Directions -
Your answer should be an exact copy of the lines from the start of the entries to the line containing "use std::collections::HashSet;", both included.

============

//! Cart and favorites state machine.
//!
//! [`reduce`] is pure: it applies one [`Action`] to an [`AppState`] and
//! reports whether anything changed. The container serializes calls through
//! its `watch` channel, so transitions never interleave.

use std::collections::HashSet;

use chrono::{DateTime, Utc};
use serde::Serialize;
use vitrine_core::{CartItem, Price, ProductId};

use crate::storage::Namespace;

/// Everything the container owns for one context.
#[derive(Debug, Clone, PartialEq, Eq, Serialize)]
pub struct AppState {
    pub cart: Vec<CartItem>,
    pub favorites: Vec<ProductId>,
    pub is_loading: bool,
    /// Set once the initial load for `namespace` finished, successfully or not.
    pub data_loaded: bool,
    pub last_updated: Option<DateTime<Utc>>,
    pub namespace: Namespace,
}

impl Default for AppState {
    fn default() -> Self {
        Self {
            cart: Vec::new(),
            favorites: Vec::new(),
            is_loading: true,
            data_loaded: false,
            last_updated: None,
            namespace: Namespace::Guest,
        }
    }
}

impl AppState {
    /// Sum of quantities.
    #[must_use]
    pub fn total_items(&self) -> u64 {
        self.cart.iter().map(|item| u64::from(item.quantity)).sum()
    }

    /// Sum of unit price times quantity.
    #[must_use]
    pub fn cart_total(&self) -> Price {
        self.cart.iter().map(CartItem::line_total).sum()
    }

    #[must_use]
    pub fn is_favorite(&self, id: &ProductId) -> bool {
        self.favorites.contains(id)
    }

    /// Whether write-back is allowed for this state.
    #[must_use]
    pub const fn is_persistable(&self) -> bool {
        self.data_loaded && !self.is_loading
    }
}

/// A state transition.
#[derive(Debug, Clone, PartialEq, Eq)]
pub enum Action {
    /// Replace the cart (initial load, cross-tab sync).
    SetCart(Vec<CartItem>),
    /// Replace favorites (initial load, cross-tab sync).
    SetFavorites(Vec<ProductId>),
    /// Add `item.quantity` units of `item`, merging with an existing line.
    AddToCart(CartItem),
    RemoveFromCart(ProductId),
    /// Set a line's quantity exactly; zero or less removes it.
    UpdateQuantity { id: ProductId, quantity: i64 },
    ClearCart,
    ToggleFavorite(ProductId),
    /// Start loading `namespace`: drops current collections.
    BeginLoad(Namespace),
    /// Loading finished.
    MarkLoaded,
}

/// Apply `action` to `state`. Returns whether the state changed.
///
/// Every change to the collections stamps `last_updated` with `now`.
pub fn reduce(state: &mut AppState, action: Action, now: DateTime<Utc>) -> bool {
    let changed = match action {
        Action::SetCart(items) => replace(&mut state.cart, sanitize_cart(items)),
        Action::SetFavorites(ids) => replace(&mut state.favorites, sanitize_favorites(ids)),
        Action::AddToCart(item) => {
            let quantity = item.quantity.max(1);
            if let Some(line) = state.cart.iter_mut().find(|line| line.id == item.id) {
                line.quantity = line.quantity.saturating_add(quantity);
            } else {
                state.cart.push(CartItem { quantity, ..item });
            }
            true
        }
        Action::RemoveFromCart(id) => remove_line(&mut state.cart, &id),
        Action::UpdateQuantity { id, quantity } => {
            if quantity <= 0 {
                remove_line(&mut state.cart, &id)
            } else {
                let quantity = u32::try_from(quantity).unwrap_or(u32::MAX);
                match state.cart.iter_mut().find(|line| line.id == id) {
                    Some(line) if line.quantity != quantity => {
                        line.quantity = quantity;
                        true
                    }
                    _ => false,
                }
            }
        }
        Action::ClearCart => {
            let had_items = !state.cart.is_empty();
            state.cart.clear();
            had_items
        }
        Action::ToggleFavorite(id) => {
            if let Some(index) = state.favorites.iter().position(|f| *f == id) {
                state.favorites.remove(index);
            } else {
                state.favorites.push(id);
            }
            true
        }
        Action::BeginLoad(namespace) => {
            state.cart.clear();
            state.favorites.clear();
            state.is_loading = true;
            state.data_loaded = false;
            state.namespace = namespace;
            return true;
        }
        Action::MarkLoaded => {
            let changed = state.is_loading || !state.data_loaded;
            state.is_loading = false;
            state.data_loaded = true;
            return changed;
        }
    };

    if changed {
        state.last_updated = Some(now);
    }
    changed
}

fn replace<T: PartialEq>(slot: &mut Vec<T>, next: Vec<T>) -> bool {
    if *slot == next {
        return false;
    }
    *slot = next;
    true
}

fn remove_line(cart: &mut Vec<CartItem>, id: &ProductId) -> bool {
    let before = cart.len();
    cart.retain(|line| &line.id != id);
    cart.len() != before
}

/// Drop zero-quantity lines and merge duplicate ids (quantities summed),
/// keeping first-seen order.
#[must_use]
pub fn sanitize_cart(items: Vec<CartItem>) -> Vec<CartItem> {
    let mut out: Vec<CartItem> = Vec::with_capacity(items.len());
    for item in items.into_iter().filter(|item| item.quantity > 0) {
        if let Some(line) = out.iter_mut().find(|line| line.id == item.id) {
            line.quantity = line.quantity.saturating_add(item.quantity);
        } else {
            out.push(item);
        }
    }
    out
}

/// Collapse duplicate ids, keeping first-seen order.
#[must_use]
pub fn sanitize_favorites(ids: Vec<ProductId>) -> Vec<ProductId> {
    let mut seen = HashSet::with_capacity(ids.len());
    ids.into_iter().filter(|id| seen.insert(id.clone())).collect()
}
//! Process-local storage backend.

use std::collections::HashMap;
use std::sync::{PoisonError, RwLock};

use async_trait::async_trait;
use tokio::sync::broadcast;

use super::{OriginId, StorageBackend, StorageChange, StorageError};

const CHANGE_CHANNEL_CAPACITY: usize = 256;

/// In-memory key-value store with a broadcast change feed.
///
/// Writing a value equal to the stored one is a no-op and emits nothing.
pub struct MemoryBackend {
    entries: RwLock<HashMap<String, serde_json::Value>>,
    changes: broadcast::Sender<StorageChange>,
}

impl MemoryBackend {
    /// Create an empty backend.
    #[must_use]
    pub fn new() -> Self {
        let (changes, _) = broadcast::channel(CHANGE_CHANNEL_CAPACITY);
        Self {
            entries: RwLock::new(HashMap::new()),
            changes,
        }
    }

    /// Number of stored keys.
    #[must_use]
    pub fn len(&self) -> usize {
        self.entries
            .read()
            .unwrap_or_else(PoisonError::into_inner)
            .len()
    }

    /// Whether nothing is stored.
    #[must_use]
    pub fn is_empty(&self) -> bool {
        self.len() == 0
    }
}

impl Default for MemoryBackend {
    fn default() -> Self {
        Self::new()
    }
}

#[async_trait]
impl StorageBackend for MemoryBackend {
    async fn read(&self, key: &str) -> Result<Option<serde_json::Value>, StorageError> {
        Ok(self
            .entries
            .read()
            .unwrap_or_else(PoisonError::into_inner)
            .get(key)
            .cloned())
    }

    async fn write(
        &self,
        key: &str,
        value: serde_json::Value,
        origin: OriginId,
    ) -> Result<(), StorageError> {
        let mut entries = self
            .entries
            .write()
            .unwrap_or_else(PoisonError::into_inner);
        if entries.get(key) == Some(&value) {
            return Ok(());
        }
        entries.insert(key.to_string(), value.clone());

        // Sent under the lock so changes are broadcast in write order.
        // No receivers is fine: nobody else is watching yet.
        let _ = self.changes.send(StorageChange {
            key: key.to_string(),
            value: Some(value),
            origin,
        });
        drop(entries);
        Ok(())
    }

    fn changes(&self) -> broadcast::Receiver<StorageChange> {
        self.changes.subscribe()
    }
}
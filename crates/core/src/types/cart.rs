//! Cart line items and the normalization of incoming product shapes.
//!
//! Callers hand the cart whatever product shape they have at hand: a full
//! catalog [`Product`], a search hit with only a title and an image, or a
//! JSON body from a form. [`ProductInput`] captures all of those as explicit
//! optional fields, and [`ProductInput::into_cart_item`] applies one set of
//! defaulting rules to produce a [`CartItem`].

use serde::{Deserialize, Serialize};

use super::id::ProductId;
use super::price::Price;
use super::product::Product;

/// Name used when an incoming product has none.
pub const DEFAULT_NAME: &str = "Produto";
/// Image used when an incoming product has none.
pub const DEFAULT_IMAGE: &str = "/placeholder.svg";
/// Brand used when an incoming product has none.
pub const DEFAULT_BRAND: &str = "Sem marca";

/// One line in the cart.
///
/// `price` is the display string (`R$ 100,00`); totals parse it on demand.
#[derive(Debug, Clone, PartialEq, Eq, Serialize, Deserialize)]
pub struct CartItem {
    pub id: ProductId,
    pub name: String,
    pub price: String,
    pub image: String,
    pub brand: String,
    pub quantity: u32,
}

impl CartItem {
    /// Parsed unit price; unparseable prices count as zero.
    #[must_use]
    pub fn unit_price(&self) -> Price {
        Price::parse_or_zero(&self.price)
    }

    /// Unit price times quantity.
    #[must_use]
    pub fn line_total(&self) -> Price {
        self.unit_price() * self.quantity
    }
}

/// A price as it may arrive from a loosely-typed source.
#[derive(Debug, Clone, PartialEq, Serialize, Deserialize)]
#[serde(untagged)]
pub enum RawPrice {
    Text(String),
    Number(serde_json::Number),
}

/// Loosely-typed product shape accepted by the cart.
///
/// Every field is optional. `title`, `image_url`, and `images` are accepted
/// as fallbacks for `name` and `image`.
#[derive(Debug, Clone, Default, PartialEq, Serialize, Deserialize)]
pub struct ProductInput {
    #[serde(default)]
    pub id: Option<String>,
    #[serde(default)]
    pub name: Option<String>,
    #[serde(default)]
    pub title: Option<String>,
    #[serde(default)]
    pub price: Option<RawPrice>,
    #[serde(default)]
    pub image: Option<String>,
    #[serde(default)]
    pub image_url: Option<String>,
    #[serde(default)]
    pub images: Option<Vec<String>>,
    #[serde(default)]
    pub brand: Option<String>,
}

/// Result of normalizing a [`ProductInput`].
#[derive(Debug, Clone, PartialEq, Eq)]
pub struct Normalized {
    pub item: CartItem,
    /// Names of the fields that fell back to defaults.
    pub defaulted: Vec<&'static str>,
}

impl Normalized {
    /// Whether any field had to be defaulted.
    #[must_use]
    pub fn is_partial(&self) -> bool {
        !self.defaulted.is_empty()
    }
}

fn non_blank(value: Option<String>) -> Option<String> {
    value.and_then(|v| {
        let trimmed = v.trim();
        (!trimmed.is_empty()).then(|| trimmed.to_string())
    })
}

impl ProductInput {
    /// Normalize into a cart line with the given quantity.
    #[must_use]
    pub fn into_cart_item(self, quantity: u32) -> Normalized {
        let mut defaulted = Vec::new();

        let id = non_blank(self.id).map_or_else(
            || {
                defaulted.push("id");
                ProductId::synthetic()
            },
            ProductId::new,
        );

        let name = non_blank(self.name)
            .or_else(|| non_blank(self.title))
            .unwrap_or_else(|| {
                defaulted.push("name");
                DEFAULT_NAME.to_string()
            });

        let price = self.price.and_then(normalize_price).unwrap_or_else(|| {
            defaulted.push("price");
            Price::ZERO.display()
        });

        let first_image = self
            .images
            .and_then(|images| images.into_iter().find(|i| !i.trim().is_empty()));
        let image = non_blank(self.image)
            .or_else(|| non_blank(self.image_url))
            .or(first_image)
            .unwrap_or_else(|| {
                defaulted.push("image");
                DEFAULT_IMAGE.to_string()
            });

        let brand = non_blank(self.brand).unwrap_or_else(|| {
            defaulted.push("brand");
            DEFAULT_BRAND.to_string()
        });

        Normalized {
            item: CartItem {
                id,
                name,
                price,
                image,
                brand,
                quantity,
            },
            defaulted,
        }
    }
}

/// Keep display strings that already carry the currency symbol, reformat
/// bare numbers, and reject anything without digits.
fn normalize_price(raw: RawPrice) -> Option<String> {
    match raw {
        RawPrice::Text(text) => {
            let text = text.trim();
            let parsed = Price::parse(text).ok()?;
            if text.starts_with("R$") {
                Some(text.to_string())
            } else {
                Some(parsed.display())
            }
        }
        RawPrice::Number(number) => Price::from_json_number(&number).map(|p| p.display()),
    }
}

impl From<&Product> for ProductInput {
    fn from(product: &Product) -> Self {
        Self {
            id: Some(product.id.to_string()),
            name: Some(product.name.clone()),
            title: None,
            price: Some(RawPrice::Text(product.price.clone())),
            image: product.image.clone(),
            image_url: None,
            images: Some(product.images.clone()),
            brand: Some(product.brand.clone()),
        }
    }
}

============

Final answer -
//! Cart and favorites state machine.
//!
//! [`reduce`] is pure: it applies one [`Action`] to an [`AppState`] and
//! reports whether anything changed. The container serializes calls through
//! its `watch` channel, so transitions never interleave.

use std::collections::HashSet;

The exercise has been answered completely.